Work to be completed: The line containing "if !digits.chars().all(|c| c.is_ascii_hexdigit())" marks the end; copy exactly all lines from the start of the material up to and including it.

★ ★ ★

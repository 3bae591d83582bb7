//! The immutable input of the rendering pipeline.

use std::fmt;
use std::str::FromStr;

use crate::ecc::{self, ErrorLevel};
use crate::error::{Error, Result};

/// Longest accepted payload, in characters.
pub const MAX_TEXT_CHARS: usize = 2000;
/// Smallest display size in pixels.
pub const MIN_SIZE: u32 = 128;
/// Largest display size in pixels.
pub const MAX_SIZE: u32 = 512;
/// Display sizes move in increments of this many pixels.
pub const SIZE_STEP: u32 = 8;
pub const DEFAULT_SIZE: u32 = 256;

/// An opaque RGB color.
#[derive(Debug, Clone, Copy, PartialEq, Eq, Hash)]
pub struct Color {
    pub r: u8,
    pub g: u8,
    pub b: u8,
}

impl Color {
    pub const BLACK: Color = Color::rgb(0, 0, 0);
    pub const WHITE: Color = Color::rgb(255, 255, 255);

    pub const fn rgb(r: u8, g: u8, b: u8) -> Self {
        Color { r, g, b }
    }

    /// Parses `#rgb` or `#rrggbb`. The leading `#` is optional.
    pub fn from_hex(hex: &str) -> Result<Self> {
        let invalid = || Error::InvalidRequest(format!("'{}' is not a hex color", hex));
        let digits = hex.trim().trim_start_matches('#');
        if !digits.chars().all(|c| c.is_ascii_hexdigit()) {
            return Err(invalid());
        }
        let channel = |s: &str| u8::from_str_radix(s, 16).map_err(|_| invalid());
        match digits.len() {
            3 => {
                let mut rgb = [0u8; 3];
                for (i, slot) in rgb.iter_mut().enumerate() {
                    *slot = channel(&digits[i..=i])? * 17;
                }
                Ok(Color::rgb(rgb[0], rgb[1], rgb[2]))
            }
            6 => Ok(Color::rgb(
                channel(&digits[0..2])?,
                channel(&digits[2..4])?,
                channel(&digits[4..6])?,
            )),
            _ => Err(invalid()),
        }
    }

    /// Lowercase `#rrggbb` form, as written into SVG markup.
    pub fn to_hex(self) -> String {
        format!("#{:02x}{:02x}{:02x}", self.r, self.g, self.b)
    }

    pub fn to_rgba(self) -> [u8; 4] {
        [self.r, self.g, self.b, 255]
    }
}

impl fmt::Display for Color {
    fn fmt(&self, f: &mut fmt::Formatter<'_>) -> fmt::Result {
        f.write_str(&self.to_hex())
    }
}

impl FromStr for Color {
    type Err = Error;

    fn from_str(s: &str) -> Result<Self> {
        Color::from_hex(s)
    }
}

/// Clamps `size` into `[MIN_SIZE, MAX_SIZE]` and snaps it to the nearest step.
pub fn clamp_size(size: u32) -> u32 {
    let clamped = size.clamp(MIN_SIZE, MAX_SIZE);
    let steps = (clamped - MIN_SIZE + SIZE_STEP / 2) / SIZE_STEP;
    (MIN_SIZE + steps * SIZE_STEP).min(MAX_SIZE)
}

/// Everything needed to render one QR symbol.
///
/// Requests are values: each setter consumes the request and returns a new
/// one, so a change in the UI always produces a fresh request.
#[derive(Debug, Clone, PartialEq, Eq)]
pub struct EncodingRequest {
    text: String,
    size: u32,
    foreground: Color,
    background: Color,
    error_level: Option<ErrorLevel>,
    include_margin: bool,
}

impl EncodingRequest {
    /// Builds a request with default styling.
    ///
    /// # Errors
    ///
    /// Returns [`Error::InvalidRequest`] when `text` exceeds [`MAX_TEXT_CHARS`].
    pub fn new(text: impl Into<String>) -> Result<Self> {
        let text = text.into();
        check_text(&text)?;
        Ok(EncodingRequest {
            text,
            size: DEFAULT_SIZE,
            foreground: Color::BLACK,
            background: Color::WHITE,
            error_level: None,
            include_margin: true,
        })
    }

    /// Replaces the text, keeping styling and any level override.
    pub fn with_text(self, text: impl Into<String>) -> Result<Self> {
        let text = text.into();
        check_text(&text)?;
        Ok(EncodingRequest { text, ..self })
    }

    pub fn with_size(self, size: u32) -> Self {
        EncodingRequest { size: clamp_size(size), ..self }
    }

    pub fn with_colors(self, foreground: Color, background: Color) -> Self {
        EncodingRequest { foreground, background, ..self }
    }

    /// Pins the error correction level instead of deriving it from the text.
    pub fn with_error_level(self, level: ErrorLevel) -> Self {
        EncodingRequest { error_level: Some(level), ..self }
    }

    /// Drops a pinned level so it is derived from the text again.
    pub fn with_auto_error_level(self) -> Self {
        EncodingRequest { error_level: None, ..self }
    }

    pub fn with_margin(self, include_margin: bool) -> Self {
        EncodingRequest { include_margin, ..self }
    }

    pub fn text(&self) -> &str {
        &self.text
    }

    pub fn size(&self) -> u32 {
        self.size
    }

    pub fn foreground(&self) -> Color {
        self.foreground
    }

    pub fn background(&self) -> Color {
        self.background
    }

    /// The pinned level, or the one selected for the current text.
    pub fn error_level(&self) -> ErrorLevel {
        self.error_level.unwrap_or_else(|| ecc::select_for(&self.text))
    }

    pub fn is_error_level_overridden(&self) -> bool {
        self.error_level.is_some()
    }

    pub fn include_margin(&self) -> bool {
        self.include_margin
    }

    pub fn is_empty(&self) -> bool {
        self.text.is_empty()
    }
}

fn check_text(text: &str) -> Result<()> {
    let chars = text.chars().count();
    if chars > MAX_TEXT_CHARS {
        return Err(Error::InvalidRequest(format!(
            "text is {} characters long, the limit is {}",
            chars, MAX_TEXT_CHARS
        )));
    }
    Ok(())
}

#[cfg(test)]
mod tests {
    use super::*;

    #[test]
    fn test_color_parsing() {
        assert_eq!(Color::from_hex("#221F26").unwrap(), Color::rgb(0x22, 0x1f, 0x26));
        assert_eq!(Color::from_hex("fff").unwrap(), Color::WHITE);
        assert_eq!(Color::from_hex("#0a0").unwrap(), Color::rgb(0, 0xaa, 0));
        assert!(Color::from_hex("#12345").is_err());
        assert!(Color::from_hex("#gggggg").is_err());
        assert!(Color::from_hex("#ééé").is_err());
        assert!(Color::from_hex("#+1+2+3").is_err());
        assert!(Color::from_hex("+ff").is_err());
        assert_eq!(Color::rgb(255, 0, 16).to_hex(), "#ff0010");
    }

    #[test]
    fn test_clamp_size() {
        assert_eq!(clamp_size(0), 128);
        assert_eq!(clamp_size(128), 128);
        assert_eq!(clamp_size(131), 128);
        assert_eq!(clamp_size(132), 136);
        assert_eq!(clamp_size(256), 256);
        assert_eq!(clamp_size(510), 512);
        assert_eq!(clamp_size(4096), 512);
    }

    #[test]
    fn test_defaults() {
        let req = EncodingRequest::new("https://example.com").unwrap();
        assert_eq!(req.size(), 256);
        assert_eq!(req.foreground(), Color::BLACK);
        assert_eq!(req.background(), Color::WHITE);
        assert!(req.include_margin());
        assert_eq!(req.error_level(), ErrorLevel::H);
    }

    #[test]
    fn test_text_limit() {
        assert!(EncodingRequest::new("a".repeat(MAX_TEXT_CHARS)).is_ok());
        let err = EncodingRequest::new("a".repeat(MAX_TEXT_CHARS + 1)).unwrap_err();
        assert!(matches!(err, Error::InvalidRequest(_)));
    }

    #[test]
    fn test_level_follows_text_unless_pinned() {
        let req = EncodingRequest::new("short").unwrap();
        assert_eq!(req.error_level(), ErrorLevel::H);

        let req = req.with_text("x".repeat(600)).unwrap();
        assert_eq!(req.error_level(), ErrorLevel::M);

        let req = req.with_error_level(ErrorLevel::Q).with_text("short").unwrap();
        assert_eq!(req.error_level(), ErrorLevel::Q);
        assert!(req.is_error_level_overridden());

        let req = req.with_auto_error_level();
        assert_eq!(req.error_level(), ErrorLevel::H);
    }

    #[test]
    fn test_setters_build_new_values() {
        let base = EncodingRequest::new("hello").unwrap();
        let resized = base.clone().with_size(300);
        assert_eq!(base.size(), 256);
        assert_eq!(resized.size(), 304);
        assert_ne!(base, resized);
    }
}
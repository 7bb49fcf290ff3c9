pub mod jwt;
pub mod pagination;
pub mod password;
pub mod validation;
use chrono::{Duration, Utc};
use jsonwebtoken::errors::ErrorKind;
use jsonwebtoken::{decode, encode, Algorithm, DecodingKey, EncodingKey, Header, Validation};
use serde::{Deserialize, Serialize};
use thiserror::Error;

use crate::models::user::User;

#[derive(Debug, Clone, PartialEq, Eq, Error)]
pub enum AuthError {
    #[error("Authentication credentials were not provided.")]
    MissingCredential,
    #[error("{0}")]
    MalformedCredential(&'static str),
    #[error("{0}")]
    InvalidCredential(&'static str),
}

pub const NO_CREDENTIALS: &str = "Invalid Authorization header. No credentials provided.";
pub const CONTAINS_SPACES: &str =
    "Invalid Authorization header. Credentials string should not contain spaces.";
pub const SIGNATURE_EXPIRED: &str = "Signature has expired.";
pub const DECODE_FAILED: &str = "Error decoding signature.";

#[derive(Debug, Clone, Serialize, Deserialize)]
pub struct Claims {
    pub user_id: String,
    pub username: String,
    pub exp: i64,      // Expiration timestamp
    pub orig_iat: i64, // Issue time of the first token in a refresh chain
}

/// HS256 token issuer and verifier.
#[derive(Clone)]
pub struct JwtAuth {
    encoding_key: EncodingKey,
    decoding_key: DecodingKey,
    ttl: Duration,
    refresh_window: Duration,
    header_prefix: String,
}

impl JwtAuth {
    pub fn new(secret: &str, ttl: Duration, refresh_window: Duration, header_prefix: &str) -> Self {
        Self {
            encoding_key: EncodingKey::from_secret(secret.as_bytes()),
            decoding_key: DecodingKey::from_secret(secret.as_bytes()),
            ttl,
            refresh_window,
            header_prefix: header_prefix.to_string(),
        }
    }

    pub fn generate_token(&self, user: &User) -> Result<String, jsonwebtoken::errors::Error> {
        self.generate_token_since(user, Utc::now().timestamp())
    }

    /// Issues a fresh token that keeps the refresh chain's original issue time.
    pub fn generate_token_since(
        &self,
        user: &User,
        orig_iat: i64,
    ) -> Result<String, jsonwebtoken::errors::Error> {
        let claims = Claims {
            user_id: user.user_id.to_string(),
            username: user.username.clone(),
            exp: (Utc::now() + self.ttl).timestamp(),
            orig_iat,
        };
        encode(&Header::new(Algorithm::HS256), &claims, &self.encoding_key)
    }

    pub fn validate_token(&self, token: &str) -> Result<Claims, AuthError> {
        let mut validation = Validation::new(Algorithm::HS256);
        validation.leeway = 0;
        decode::<Claims>(token, &self.decoding_key, &validation)
            .map(|data| data.claims)
            .map_err(|err| match err.kind() {
                ErrorKind::ExpiredSignature => AuthError::InvalidCredential(SIGNATURE_EXPIRED),
                _ => AuthError::InvalidCredential(DECODE_FAILED),
            })
    }

    pub fn refresh_allowed(&self, claims: &Claims) -> bool {
        Utc::now().timestamp() < claims.orig_iat + self.refresh_window.num_seconds()
    }

    /// Pulls the token out of an `Authorization: <prefix> <token>` header.
    /// A missing header or another scheme counts as no credentials at all.
    pub fn token_from_header<'a>(&self, header: Option<&'a str>) -> Result<&'a str, AuthError> {
        let parts: Vec<&str> = header.unwrap_or_default().split_whitespace().collect();
        match parts.as_slice() {
            [] => Err(AuthError::MissingCredential),
            [scheme, ..] if !scheme.eq_ignore_ascii_case(&self.header_prefix) => {
                Err(AuthError::MissingCredential)
            }
            [_] => Err(AuthError::MalformedCredential(NO_CREDENTIALS)),
            [_, token] => Ok(*token),
            _ => Err(AuthError::MalformedCredential(CONTAINS_SPACES)),
        }
    }
}

#[cfg(test)]
mod tests {
    use super::*;
    use uuid::Uuid;

    fn auth() -> JwtAuth {
        JwtAuth::new("test-secret", Duration::seconds(300), Duration::days(7), "JWT")
    }

    fn user() -> User {
        User {
            user_id: Uuid::new_v4(),
            username: "test_user".to_string(),
            password: String::new(),
            is_active: true,
            created_at: Utc::now(),
        }
    }

    #[test]
    fn issued_token_validates() {
        let auth = auth();
        let user = user();
        let token = auth.generate_token(&user).unwrap();
        let claims = auth.validate_token(&token).unwrap();
        assert_eq!(claims.username, "test_user");
        assert_eq!(claims.user_id, user.user_id.to_string());
        assert!(auth.refresh_allowed(&claims));
    }

    #[test]
    fn token_signed_with_other_secret_is_rejected() {
        let other = JwtAuth::new("other-secret", Duration::seconds(300), Duration::days(7), "JWT");
        let token = other.generate_token(&user()).unwrap();
        assert_eq!(
            auth().validate_token(&token).unwrap_err(),
            AuthError::InvalidCredential(DECODE_FAILED)
        );
        assert_eq!(
            auth().validate_token("garbage").unwrap_err(),
            AuthError::InvalidCredential(DECODE_FAILED)
        );
    }

    #[test]
    fn expired_token_is_rejected() {
        let expired = JwtAuth::new("test-secret", Duration::seconds(-30), Duration::days(7), "JWT");
        let token = expired.generate_token(&user()).unwrap();
        assert_eq!(
            auth().validate_token(&token).unwrap_err(),
            AuthError::InvalidCredential(SIGNATURE_EXPIRED)
        );
    }

    #[test]
    fn refresh_window_is_measured_from_original_issue() {
        let auth = auth();
        let token = auth
            .generate_token_since(&user(), (Utc::now() - Duration::days(8)).timestamp())
            .unwrap();
        let claims = auth.validate_token(&token).unwrap();
        assert!(!auth.refresh_allowed(&claims));
    }

    #[test]
    fn header_parsing() {
        let auth = auth();
        assert_eq!(auth.token_from_header(None), Err(AuthError::MissingCredential));
        assert_eq!(auth.token_from_header(Some("")), Err(AuthError::MissingCredential));
        assert_eq!(
            auth.token_from_header(Some("Bearer abc")),
            Err(AuthError::MissingCredential)
        );
        assert_eq!(
            auth.token_from_header(Some("JWT")),
            Err(AuthError::MalformedCredential(NO_CREDENTIALS))
        );
        assert_eq!(
            auth.token_from_header(Some("JWT a b")),
            Err(AuthError::MalformedCredential(CONTAINS_SPACES))
        );
        assert_eq!(auth.token_from_header(Some("jwt abc")), Ok("abc"));
    }

    #[test]
    fn messages_match_wire_format() {
        assert_eq!(
            AuthError::MissingCredential.to_string(),
            "Authentication credentials were not provided."
        );
        assert_eq!(
            AuthError::MalformedCredential(NO_CREDENTIALS).to_string(),
            "Invalid Authorization header. No credentials provided."
        );
    }
}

★ ★ ★

Output for this task:
repository 3bae591d83582bb7
//! The immutable input of the rendering pipeline.

use std::fmt;
use std::str::FromStr;

use crate::ecc::{self, ErrorLevel};
use crate::error::{Error, Result};

/// Longest accepted payload, in characters.
pub const MAX_TEXT_CHARS: usize = 2000;
/// Smallest display size in pixels.
pub const MIN_SIZE: u32 = 128;
/// Largest display size in pixels.
pub const MAX_SIZE: u32 = 512;
/// Display sizes move in increments of this many pixels.
pub const SIZE_STEP: u32 = 8;
pub const DEFAULT_SIZE: u32 = 256;

/// An opaque RGB color.
#[derive(Debug, Clone, Copy, PartialEq, Eq, Hash)]
pub struct Color {
    pub r: u8,
    pub g: u8,
    pub b: u8,
}

impl Color {
    pub const BLACK: Color = Color::rgb(0, 0, 0);
    pub const WHITE: Color = Color::rgb(255, 255, 255);

    pub const fn rgb(r: u8, g: u8, b: u8) -> Self {
        Color { r, g, b }
    }

    /// Parses `#rgb` or `#rrggbb`. The leading `#` is optional.
    pub fn from_hex(hex: &str) -> Result<Self> {
        let invalid = || Error::InvalidRequest(format!("'{}' is not a hex color", hex));
        let digits = hex.trim().trim_start_matches('#');
        if !digits.chars().all(|c| c.is_ascii_hexdigit()) {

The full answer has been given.